View Full Version : Step limitations for Pentaho Map Reduce

08-24-2012, 03:11 PM
I'm new with pentaho's big data features and I was testing some examples for Pentaho MapReduce job.
My wondering is if there exists some limitation for different steps to be inside the mapper or reducer transformation of the Pentaho Map Reduce Job? Or this is up to the designer?
I mean group by should not be in the mapper for example.
As I understood from the documentation, mapper/reducer transformations are traslated into map/reduce methods in java code and sent to the cluster. Is that correct?


08-27-2012, 09:24 AM
You're correct in saying there are no limitations for which Kettle steps you use for any of the transformations used within Pentaho MapReduce (mapper, combiner, or reducer). With most tools there are better options or designs for solving a specific problem.

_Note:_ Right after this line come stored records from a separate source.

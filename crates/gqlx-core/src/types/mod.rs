//! The runtime representation of GraphQL types.
//!
//! Named types reference each other by name through [`TypeAnnotation`]s;
//! the [`Schema`](crate::schema::Schema) resolves those names. This keeps
//! cyclic type graphs free of reference cycles.

pub mod built_in_scalars;
mod deprecation_state;
mod directive_definition;
mod directive_location;
mod enum_type;
mod field;
mod fields_thunk;
mod graphql_type;
mod graphql_type_kind;
mod input_object_type;
mod input_object_type_validator;
mod input_value;
mod interface_type;
mod list_type_annotation;
mod named_type_annotation;
mod object_or_interface_type_data;
mod object_or_interface_type_validator;
mod object_type;
mod scalar_type;
mod type_annotation;
mod type_build_error;
mod type_predicates;
mod union_type;
mod union_type_validator;

pub use deprecation_state::DeprecationState;
pub use directive_definition::DEFAULT_DEPRECATION_REASON;
pub use directive_definition::DirectiveDefinition;
pub use directive_definition::DirectiveDefinitionBuilder;
pub use directive_location::DirectiveLocation;
pub use enum_type::EnumType;
pub use enum_type::EnumTypeBuilder;
pub use enum_type::EnumValue;
pub use field::Field;
pub use fields_thunk::FieldsThunk;
pub use graphql_type::GraphQLType;
pub use graphql_type_kind::GraphQLTypeKind;
pub use input_object_type::InputObjectType;
pub use input_object_type::InputObjectTypeBuilder;
pub use input_value::InputValue;
pub use interface_type::InterfaceType;
pub use interface_type::InterfaceTypeBuilder;
pub use interface_type::ResolveTypeFn;
pub use list_type_annotation::ListTypeAnnotation;
pub use named_type_annotation::NamedTypeAnnotation;
pub(crate) use input_object_type_validator::InputObjectTypeValidator;
pub(crate) use object_or_interface_type_data::ObjectOrInterfaceTypeData;
pub(crate) use object_or_interface_type_validator::ObjectOrInterfaceTypeValidator;
pub use object_type::IsTypeOfFn;
pub use object_type::ObjectType;
pub use object_type::ObjectTypeBuilder;
pub use scalar_type::ParseLiteralFn;
pub use scalar_type::ParseValueFn;
pub use scalar_type::ScalarCoercionError;
pub use scalar_type::ScalarType;
pub use scalar_type::ScalarTypeBuilder;
pub use scalar_type::SerializeFn;
pub use type_annotation::TypeAnnotation;
pub use type_build_error::TypeBuildError;
pub use type_predicates::get_named_type;
pub use type_predicates::get_nullable_type;
pub use type_predicates::is_abstract_type;
pub use type_predicates::is_composite_type;
pub use type_predicates::is_input_type;
pub use type_predicates::is_leaf_type;
pub use type_predicates::is_list_type;
pub use type_predicates::is_non_null_type;
pub use type_predicates::is_object_type;
pub use type_predicates::is_output_type;
pub use union_type::UnionType;
pub use union_type::UnionTypeBuilder;
pub(crate) use union_type_validator::UnionTypeValidator;

#[cfg(test)]
mod tests;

The transformations participating in a Pentaho MapReduce job are not translated but instead or executed as is with Hadoop. There is a thin layer that provides the execution environment and translation of data types for the transformations within the context of the mapper, combiner, and/or reducer.

01-21-2013, 12:23 PM
Hi there,

One question: there are steps in PDI (P.E. Order, Group by) that use temporary files (and request a root to be specified to write/read them).

How does this work when using the trasformation in a MapReduce job?